0

In a Lattice Verilog FPGA design, I have two PLL-generated clocks at the same frequency 125MHz (8ns) but the second clock is at 90° shift of the first clock:

wire clk;
wire clk90; //clk90 is clk with phase at 90°
pllm pllm_inst(.CLKI(oscInternal), .CLKOP(clk), .CLKOS(clk90));

reg [63:0] wbuf;
always @(posedge clk) begin
    wbuf <= wbuf + 1;//Fake logic
end

wire [31:0] sdram_dq_tx;
ODDRXE ODDRXE00_inst(.D0(wbuf[0]), .D1(wbuf[16]), .SCLK(clk90), .RST(1'b0), .Q(sdram_dq_tx[0]));
...

The design is very crowded and I get the following HOLD errors for all wbuf:

Error: The following path exceeds requirements by 1.585ns
 
 Logical Details:  Cell type  Pin type       Cell/ASIC name  (clock net +/-)

   Source:         FF         Q              sdram_inst/wbuf[0]  (from clkop +)
   Destination:    FF         Data in        sdram_inst/ODDRXE00_inst  (to clkop2 +)

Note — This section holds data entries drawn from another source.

#[cfg(test)]
mod tests {
    use super::*;
    use serial_test::serial;
    use tokio::io::{AsyncBufReadExt, AsyncWriteExt, BufReader};
    use tokio::net::TcpListener;

    async fn unused_port() -> u16 {
        let listener = TcpListener::bind("127.0.0.1:0").await.unwrap();
        listener.local_addr().unwrap().port()
    }

    fn info(port: u16) -> ConnectionInfo {
        ConnectionInfo {
            host: "127.0.0.1".to_string(),
            port,
            authkey: "secret".to_string(),
        }
    }

    #[test]
    #[serial]
    fn test_from_env() {
        let config = ControlConfig {
            port_env: "DL_TEST_PORT".to_string(),
            authkey_env: "DL_TEST_KEY".to_string(),
            ..Default::default()
        };
        unsafe {
            std::env::set_var("DL_TEST_PORT", "4711");
            std::env::set_var("DL_TEST_KEY", "hunter2");
        }
        let info = ConnectionInfo::from_env(&config).unwrap();
        assert_eq!(info.port, 4711);
        assert_eq!(info.authkey, "hunter2");
        assert_eq!(info.address(), "127.0.0.1:4711");
        assert!(!format!("{:?}", info).contains("hunter2"));

        unsafe {
            std::env::set_var("DL_TEST_PORT", "not-a-port");
        }
        assert!(matches!(
            ConnectionInfo::from_env(&config),
            Err(ControlError::InvalidPort { .. })
        ));

        unsafe {
            std::env::remove_var("DL_TEST_PORT");
            std::env::remove_var("DL_TEST_KEY");
        }
        assert!(matches!(
            ConnectionInfo::from_env(&config),
            Err(ControlError::MissingEnv(var)) if var == "DL_TEST_PORT"
        ));
    }

    #[tokio::test]
    async fn test_connect_gives_up_after_attempts() {
        let port = unused_port().await;
        let started = std::time::Instant::now();
        let result = ControlChannel::connect(&info(port), 3, Duration::from_millis(20)).await;
        assert!(matches!(result, Err(ControlError::Connect { attempts: 3, .. })));
        assert!(started.elapsed() >= Duration::from_millis(40));
    }

    #[tokio::test]
    async fn test_connect_and_exchange() {
        let listener = TcpListener::bind("127.0.0.1:0").await.unwrap();
        let port = listener.local_addr().unwrap().port();

        let supervisor = tokio::spawn(async move {
            let (stream, _) = listener.accept().await.unwrap();
            let (read_half, mut write_half) = stream.into_split();
            let mut lines = BufReader::new(read_half).lines();

            let hello: HandshakeRequest = serde_json::from_str(&lines.next_line().await.unwrap().unwrap()).unwrap();
            assert_eq!(hello.authkey, "secret");
            write_half.write_all(b"{\"ok\":true}\n").await.unwrap();

            let first = lines.next_line().await.unwrap().unwrap();
            write_half.write_all(b"{\"kind\":\"get_df\"}\n\n").await.unwrap();
            drop(write_half);
            first
        });

        let mut channel = ControlChannel::connect(&info(port), 5, Duration::from_millis(10))
            .await
            .unwrap();
        channel.sender.send(ProcessMessage::Startup).unwrap();

        let line = channel.reader.next_line().await.unwrap();
        assert_eq!(line.unwrap().unwrap(), r#"{"kind":"get_df"}"#);
        assert!(channel.reader.next_line().await.unwrap().is_none());
        assert_eq!(supervisor.await.unwrap(), r#"{"kind":"startup"}"#);
    }

    #[tokio::test]
    async fn test_rejected_handshake() {
        let (client, server) = tokio::io::duplex(1024);
        let supervisor = tokio::spawn(async move {
            let (read_half, mut write_half) = tokio::io::split(server);
            let mut lines = BufReader::new(read_half).lines();
            lines.next_line().await.unwrap();
            write_half.write_all(b"{\"ok\":false}\n").await.unwrap();
        });

        let result = ControlChannel::handshake(client, "wrong").await;
        assert!(matches!(result, Err(ControlError::Rejected)));
        supervisor.await.unwrap();
    }

    #[tokio::test]
    async fn test_closed_during_handshake() {
        let (client, server) = tokio::io::duplex(1024);
        drop(server);
        let result = ControlChannel::handshake(client, "secret").await;
        assert!(result.is_err());
    }

    #[tokio::test]
    async fn test_writer_preserves_order() {
        let (client, server) = tokio::io::duplex(4096);
        let supervisor = tokio::spawn(async move {
            let (read_half, mut write_half) = tokio::io::split(server);
            let mut lines = BufReader::new(read_half).lines();
            lines.next_line().await.unwrap();
            write_half.write_all(b"{\"ok\":true}\n").await.unwrap();
            let mut received = Vec::new();
            while let Some(line) = lines.next_line().await.unwrap() {
                received.push(line);
            }
            received
        });

        let channel = ControlChannel::handshake(client, "secret").await.unwrap();
        let sender = channel.sender.clone();
        sender.send(ProcessMessage::Startup).unwrap();
        sender.send(ProcessMessage::FrontendConnected(1)).unwrap();
        sender.send(ProcessMessage::StartupComplete).unwrap();
        drop(sender);
        drop(channel.sender);
        channel.writer.await.unwrap().unwrap();
        drop(channel.reader);

        let received = supervisor.await.unwrap();
        assert_eq!(
            received,
            vec![
                r#"{"kind":"startup"}"#,
                r#"{"kind":"frontend_connected","data":1}"#,
                r#"{"kind":"startup_complete"}"#,
            ]
        );
    }

    #[tokio::test]
    async fn test_detached_sender() {
        let (sender, mut rx) = ControlSender::detached();
        sender.send(ProcessMessage::Startup).unwrap();
        assert_eq!(rx.recv().await, Some(ProcessMessage::Startup));
        drop(rx);
        assert!(matches!(sender.send(ProcessMessage::Startup), Err(ControlError::Closed)));
    }

    fn reader_over(bytes: &'static [u8]) -> ControlReader {
        ControlReader::new(Box::new(bytes))
    }

    async fn next(reader: &mut ControlReader) -> Option<Result<String, ProtocolError>> {
        reader.next_line().await.unwrap()
    }

    #[tokio::test]
    async fn test_reader_skips_invalid_utf8_line() {
        let mut reader = reader_over(b"{\"kind\":\"get_df\",\"data\":\"\xff\"}\n{\"kind\":\"refresh_frontends\"}\n");
        assert!(matches!(next(&mut reader).await, Some(Err(ProtocolError::Malformed(_)))));
        assert_eq!(next(&mut reader).await.unwrap().unwrap(), r#"{"kind":"refresh_frontends"}"#);
        assert!(next(&mut reader).await.is_none());
    }

    #[tokio::test]
    async fn test_reader_discards_oversized_line() {
        let mut reader = reader_over(b"0123456789abcdef\nshort\n").with_max_line(8);
        assert!(matches!(next(&mut reader).await, Some(Err(ProtocolError::Malformed(_)))));
        assert_eq!(next(&mut reader).await.unwrap().unwrap(), "short");
        assert!(next(&mut reader).await.is_none());
    }

    #[tokio::test]
    async fn test_reader_handles_crlf_blank_and_unterminated_lines() {
        let mut reader = reader_over(b"first\r\n\n   \nlast");
        assert_eq!(next(&mut reader).await.unwrap().unwrap(), "first");
        assert_eq!(next(&mut reader).await.unwrap().unwrap(), "last");
        assert!(next(&mut reader).await.is_none());
    }

    #[tokio::test]
    async fn test_writer_reports_broken_connection() {
        let (client, server) = tokio::io::duplex(1024);
        let supervisor = tokio::spawn(async move {
            let (read_half, mut write_half) = tokio::io::split(server);
            let mut lines = BufReader::new(read_half).lines();
            lines.next_line().await.unwrap();
            write_half.write_all(b"{\"ok\":true}\n").await.unwrap();
        });

        let channel = ControlChannel::handshake(client, "secret").await.unwrap();
        supervisor.await.unwrap();

        // The supervisor end is gone, so the first write fails
        channel.sender.send(ProcessMessage::Startup).unwrap();
        let result = tokio::time::timeout(Duration::from_secs(5), channel.writer)
            .await
            .unwrap()
            .unwrap();
        assert!(matches!(result, Err(ControlError::Transport(_))));
        assert!(matches!(channel.sender.send(ProcessMessage::Startup), Err(ControlError::Closed)));
    }
}
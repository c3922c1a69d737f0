//! In-memory collaborators for integration testing.
//!
//! Provides deterministic `MarketSource`, `DaemonInfo` and `DirectiveSink`
//! implementations. Each is a cheap handle over shared state, so a test
//! can keep a clone after handing the boxed original to the pipeline and
//! change its behaviour between passes.

use anyhow::{anyhow, Result};
use async_trait::async_trait;
use futures::future;
use std::collections::HashMap;
use std::sync::{Arc, Mutex};

use profitswitch::control::DirectiveSink;
use profitswitch::daemon::DaemonInfo;
use profitswitch::exchanges::MarketSource;
use profitswitch::types::*;

// ---------------------------------------------------------------------------
// Market source
// ---------------------------------------------------------------------------

#[derive(Default)]
struct SourceState {
    entries: Vec<TickerEntry>,
    books: HashMap<(QuoteCurrency, String), OrderBook>,
    /// If set, the ticker fetch fails with this message.
    ticker_error: Option<String>,
    /// If set, the ticker fetch never completes.
    ticker_stalled: bool,
    book_requests: Vec<(QuoteCurrency, String)>,
}

/// A mock exchange with a controllable ticker and order books.
#[derive(Clone)]
pub struct MockSource {
    kind: ExchangeKind,
    state: Arc<Mutex<SourceState>>,
}

impl MockSource {
    pub fn new(kind: ExchangeKind) -> Self {
        Self {
            kind,
            state: Arc::new(Mutex::new(SourceState::default())),
        }
    }

    /// List a market whose order book is a single level at `bid`, which
    /// makes the weighted bid equal to `bid`.
    pub fn with_market(self, symbol: &str, quote: QuoteCurrency, bid: f64) -> Self {
        self.with_book(symbol, quote, bid, vec![BidLevel { price: bid, quantity: 100.0 }])
    }

    pub fn with_book(self, symbol: &str, quote: QuoteCurrency, bid: f64, bids: Vec<BidLevel>) -> Self {
        {
            let mut state = self.state.lock().unwrap();
            state.entries.push(TickerEntry {
                base: symbol.to_string(),
                quote,
                ask: bid * 1.02,
                bid,
                last: bid,
                base_volume: 1_000.0,
                quote_volume: bid * 1_000.0,
            });
            state
                .books
                .insert((quote, symbol.to_string()), OrderBook { bids });
        }
        self
    }

    pub fn fail_ticker(&self, message: &str) {
        self.state.lock().unwrap().ticker_error = Some(message.to_string());
    }

    pub fn stall_ticker(&self) {
        self.state.lock().unwrap().ticker_stalled = true;
    }

    pub fn recover(&self) {
        let mut state = self.state.lock().unwrap();
        state.ticker_error = None;
        state.ticker_stalled = false;
    }

    pub fn book_requests(&self) -> Vec<(QuoteCurrency, String)> {
        self.state.lock().unwrap().book_requests.clone()
    }

    pub fn boxed(&self) -> Box<dyn MarketSource> {
        Box::new(self.clone())
    }
}

#[async_trait]
impl MarketSource for MockSource {
    fn kind(&self) -> ExchangeKind {
        self.kind
    }

    async fn fetch_ticker(&self) -> Result<TickerSnapshot> {
        let stalled = self.state.lock().unwrap().ticker_stalled;
        if stalled {
            return future::pending().await;
        }
        let state = self.state.lock().unwrap();
        if let Some(msg) = &state.ticker_error {
            return Err(anyhow!("{} ticker: {msg}", self.kind));
        }
        Ok(TickerSnapshot::new(state.entries.clone()))
    }

    async fn fetch_order_book(&self, quote: QuoteCurrency, symbol: &str) -> Result<OrderBook> {
        let mut state = self.state.lock().unwrap();
        state.book_requests.push((quote, symbol.to_string()));
        state
            .books
            .get(&(quote, symbol.to_string()))
            .cloned()
            .ok_or_else(|| anyhow!("{} has no {symbol}/{quote} book", self.kind))
    }
}

// ---------------------------------------------------------------------------
// Daemon
// ---------------------------------------------------------------------------

/// A mock coin daemon serving a fixed block template.
#[derive(Clone)]
pub struct MockDaemon {
    template: Arc<Mutex<Option<BlockTemplate>>>,
    stalled: Arc<Mutex<bool>>,
}

impl MockDaemon {
    /// `target` is a hex target; `reward` is in whole coins.
    pub fn new(target: &str, reward: f64) -> Self {
        Self {
            template: Arc::new(Mutex::new(Some(BlockTemplate {
                target: Some(target.to_string()),
                bits: None,
                coinbase_value: reward * 1e8,
            }))),
            stalled: Arc::new(Mutex::new(false)),
        }
    }

    pub fn fail(&self) {
        *self.template.lock().unwrap() = None;
    }

    /// Never answer again.
    pub fn stall(&self) {
        *self.stalled.lock().unwrap() = true;
    }

    pub fn boxed(&self) -> Box<dyn DaemonInfo> {
        Box::new(self.clone())
    }
}

#[async_trait]
impl DaemonInfo for MockDaemon {
    async fn get_block_template(&self) -> Result<BlockTemplate> {
        let stalled = *self.stalled.lock().unwrap();
        if stalled {
            return future::pending().await;
        }
        self.template
            .lock()
            .unwrap()
            .clone()
            .ok_or_else(|| anyhow!("daemon unreachable"))
    }
}

// ---------------------------------------------------------------------------
// Directive sink
// ---------------------------------------------------------------------------

/// Records every directive it is asked to send.
#[derive(Clone, Default)]
pub struct RecordingSink {
    attempts: Arc<Mutex<Vec<SwitchDirective>>>,
    /// Algorithms whose directives are refused.
    refused: Arc<Mutex<Vec<String>>>,
}

impl RecordingSink {
    pub fn new() -> Self {
        Self::default()
    }

    pub fn refuse(&self, algorithm: &str) {
        self.refused.lock().unwrap().push(algorithm.to_string());
    }

    /// Every directive the pipeline tried to send, in order.
    pub fn attempts(&self) -> Vec<SwitchDirective> {
        self.attempts.lock().unwrap().clone()
    }

    /// `(coin, algorithm)` of every attempted directive.
    pub fn switches(&self) -> Vec<(String, String)> {
        self.attempts()
            .into_iter()
            .map(|d| (d.params[0].clone(), d.options.algorithm))
            .collect()
    }

    pub fn boxed(&self) -> Box<dyn DirectiveSink> {
        Box::new(self.clone())
    }
}

#[async_trait]
impl DirectiveSink for RecordingSink {
    async fn send(&self, directive: &SwitchDirective) -> Result<()> {
        self.attempts.lock().unwrap().push(directive.clone());
        if self
            .refused
            .lock()
            .unwrap()
            .contains(&directive.options.algorithm)
        {
            return Err(anyhow!("connection refused"));
        }
        Ok(())
    }
}
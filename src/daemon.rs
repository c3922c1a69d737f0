//! Coin daemon integration.
//!
//! Each configured coin has a daemon reachable over JSON-RPC. The only
//! call the switcher needs is `getblocktemplate`, from which the network
//! difficulty and block reward are derived.

use anyhow::{Context, Result};
use async_trait::async_trait;
use reqwest::Client;
use secrecy::{ExposeSecret, SecretString};
use serde::Deserialize;
use std::collections::HashMap;
use std::time::Duration;
use tracing::debug;

use crate::config::CoinConfig;
use crate::types::{BlockTemplate, ProfitError};

/// Capabilities advertised with `getblocktemplate`.
const TEMPLATE_CAPABILITIES: [&str; 3] = ["coinbasetxn", "workid", "coinbase/append"];

/// Abstraction over a coin daemon.
#[cfg_attr(test, mockall::automock)]
#[async_trait]
pub trait DaemonInfo: Send + Sync {
    /// Fetch the current block template.
    async fn get_block_template(&self) -> Result<BlockTemplate>;
}

/// JSON-RPC 1.0 reply envelope.
#[derive(Debug, Deserialize)]
struct RpcResponse<T> {
    result: Option<T>,
    #[serde(default)]
    error: Option<serde_json::Value>,
}

/// HTTP JSON-RPC client for one coin daemon.
pub struct RpcDaemonClient {
    http: Client,
    symbol: String,
    url: String,
    user: Option<String>,
    password: Option<SecretString>,
}

impl RpcDaemonClient {
    pub fn new(
        symbol: &str,
        url: &str,
        user: Option<String>,
        password: Option<SecretString>,
        timeout: Duration,
    ) -> Result<Self> {
        let http = Client::builder()
            .timeout(timeout)
            .build()
            .with_context(|| format!("Failed to build RPC client for {symbol}"))?;

        Ok(Self {
            http,
            symbol: symbol.to_string(),
            url: url.to_string(),
            user,
            password,
        })
    }

    /// Build one client per configured coin, keyed by symbol.
    pub fn from_config(
        coins: &[CoinConfig],
        timeout: Duration,
    ) -> Result<HashMap<String, Box<dyn DaemonInfo>>> {
        let mut daemons: HashMap<String, Box<dyn DaemonInfo>> = HashMap::new();
        for coin in coins {
            let password = coin
                .daemon
                .password()
                .with_context(|| format!("Failed to resolve RPC password for {}", coin.symbol))?;
            let client = Self::new(
                &coin.symbol,
                &coin.daemon.url,
                coin.daemon.user.clone(),
                password,
                timeout,
            )?;
            daemons.insert(coin.symbol.clone(), Box::new(client));
        }
        Ok(daemons)
    }

    fn request_body() -> serde_json::Value {
        serde_json::json!({
            "jsonrpc": "1.0",
            "id": "profitswitch",
            "method": "getblocktemplate",
            "params": [{ "capabilities": TEMPLATE_CAPABILITIES }],
        })
    }

    fn unwrap_reply(&self, reply: RpcResponse<BlockTemplate>) -> Result<BlockTemplate, ProfitError> {
        if let Some(err) = reply.error.filter(|e| !e.is_null()) {
            return Err(ProfitError::Daemon {
                symbol: self.symbol.clone(),
                message: err.to_string(),
            });
        }
        reply.result.ok_or_else(|| ProfitError::Daemon {
            symbol: self.symbol.clone(),
            message: "empty getblocktemplate result".into(),
        })
    }
}

#[async_trait]
impl DaemonInfo for RpcDaemonClient {
    async fn get_block_template(&self) -> Result<BlockTemplate> {
        debug!(symbol = %self.symbol, url = %self.url, "Requesting block template");

        let mut req = self.http.post(&self.url).json(&Self::request_body());
        if let Some(user) = &self.user {
            req = req.basic_auth(user, self.password.as_ref().map(|p| p.expose_secret()));
        }

        let resp = req
            .send()
            .await
            .with_context(|| format!("RPC request to {} daemon failed", self.symbol))?;

        // bitcoind-style daemons answer RPC errors with HTTP 500 and a
        // JSON body, so decode before looking at the status.
        let status = resp.status();
        let body = resp
            .text()
            .await
            .with_context(|| format!("Reading RPC reply from {} daemon failed", self.symbol))?;
        let reply: RpcResponse<BlockTemplate> = serde_json::from_str(&body).map_err(|e| {
            ProfitError::Daemon {
                symbol: self.symbol.clone(),
                message: format!("HTTP {status}, undecodable reply: {e}"),
            }
        })?;

        Ok(self.unwrap_reply(reply)?)
    }
}
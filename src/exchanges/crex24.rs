//! Crex24 public market data (API v2).
//!
//! Ticker: `GET /v2/public/tickers`, an array of markets named by
//! `BASE-QUOTE` instrument (e.g. `DGB-BTC`); prices may be null on
//! inactive markets.
//! Order book: `GET /v2/public/orderBook?instrument=..`, bids under
//! `buyLevels` as `{price, volume}` objects.

use anyhow::Result;
use async_trait::async_trait;
use reqwest::Client;
use serde::Deserialize;
use std::time::Duration;
use tracing::info;

use super::{get_json, http_client, parse_each, split_pair, MarketSource, Num};
use crate::types::{BidLevel, ExchangeKind, OrderBook, QuoteCurrency, TickerEntry, TickerSnapshot};

const BASE_URL: &str = "https://api.crex24.com";
const BOOK_LIMIT: &str = "50";

#[derive(Debug, Deserialize)]
#[serde(rename_all = "camelCase")]
struct Crex24Ticker {
    instrument: String,
    #[serde(default)]
    last: Option<Num>,
    #[serde(default)]
    ask: Option<Num>,
    #[serde(default)]
    bid: Option<Num>,
    #[serde(default)]
    base_volume: Option<Num>,
    #[serde(default)]
    quote_volume: Option<Num>,
}

#[derive(Debug, Deserialize)]
#[serde(rename_all = "camelCase")]
struct Crex24Book {
    #[serde(default)]
    buy_levels: Vec<Crex24Level>,
}

#[derive(Debug, Deserialize)]
struct Crex24Level {
    price: Num,
    volume: Num,
}

pub struct Crex24Client {
    http: Client,
    base_url: String,
}

impl Crex24Client {
    pub fn new(base_url: Option<String>, timeout: Duration) -> Result<Self> {
        Ok(Self {
            http: http_client(ExchangeKind::Crex24, timeout)?,
            base_url: base_url.unwrap_or_else(|| BASE_URL.to_string()),
        })
    }

    fn normalize_ticker(raw: Vec<serde_json::Value>) -> TickerSnapshot {
        let value = |n: Option<Num>| n.map(|n| n.0).unwrap_or(0.0);
        let entries = parse_each::<Crex24Ticker>(ExchangeKind::Crex24, raw)
            .into_iter()
            .filter_map(|t| {
                let (base, quote) = split_pair(&t.instrument, '-', false)?;
                Some(TickerEntry {
                    base,
                    quote,
                    ask: value(t.ask),
                    bid: value(t.bid),
                    last: value(t.last),
                    base_volume: value(t.base_volume),
                    quote_volume: value(t.quote_volume),
                })
            })
            .collect();
        TickerSnapshot::new(entries)
    }

    fn normalize_book(raw: Crex24Book) -> OrderBook {
        OrderBook {
            bids: raw
                .buy_levels
                .into_iter()
                .map(|l| BidLevel {
                    price: l.price.0,
                    quantity: l.volume.0,
                })
                .collect(),
        }
    }

    fn instrument(quote: QuoteCurrency, symbol: &str) -> String {
        format!("{}-{}", symbol.to_ascii_uppercase(), quote.code())
    }
}

#[async_trait]
impl MarketSource for Crex24Client {
    fn kind(&self) -> ExchangeKind {
        ExchangeKind::Crex24
    }

    async fn fetch_ticker(&self) -> Result<TickerSnapshot> {
        let url = format!("{}/v2/public/tickers", self.base_url);
        let raw: Vec<serde_json::Value> = get_json(&self.http, self.kind(), &url, &[]).await?;

        let snapshot = Self::normalize_ticker(raw);
        info!(markets = snapshot.len(), "Crex24 ticker fetched");
        Ok(snapshot)
    }

    async fn fetch_order_book(&self, quote: QuoteCurrency, symbol: &str) -> Result<OrderBook> {
        let url = format!("{}/v2/public/orderBook", self.base_url);
        let instrument = Self::instrument(quote, symbol);
        let raw: Crex24Book = get_json(
            &self.http,
            self.kind(),
            &url,
            &[("instrument", instrument.as_str()), ("limit", BOOK_LIMIT)],
        )
        .await?;
        Ok(Self::normalize_book(raw))
    }
}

   Delay:               0.380ns  (34.5% logic, 65.5% route), 1 logic levels.

 Constraint Details:

      0.380ns physical path delay sdram_inst/SLICE_1029 to ddr_Dq[0]_MGIOL exceeds
     -0.011ns DO_HLD and
      0.000ns delay constraint less
     -1.976ns skew less
      0.000ns feedback compensation requirement (totaling 1.965ns) by 1.585ns

How could I constraint this path between the two clocks at 90° of each other in order to close the timing of my design? Would it make sense to force on wbuf a hold of 2ns (90° of 8ns) and how can I achieve that with a timing constraint?

gregoiregentil
  • 1,793
  • 1
  • 26
  • 56

1 Answers1

1

Some ideas, though I will not claim it as answers, but posting as answer gives better structure than posting as comment ;-)

Having only 2 ns between the two rising edges is probably to short to allow for timing closure, also since the wbuf Flip-Flops (FFs) are in main logic, where the DDR ODDRXE is at the edge for IO.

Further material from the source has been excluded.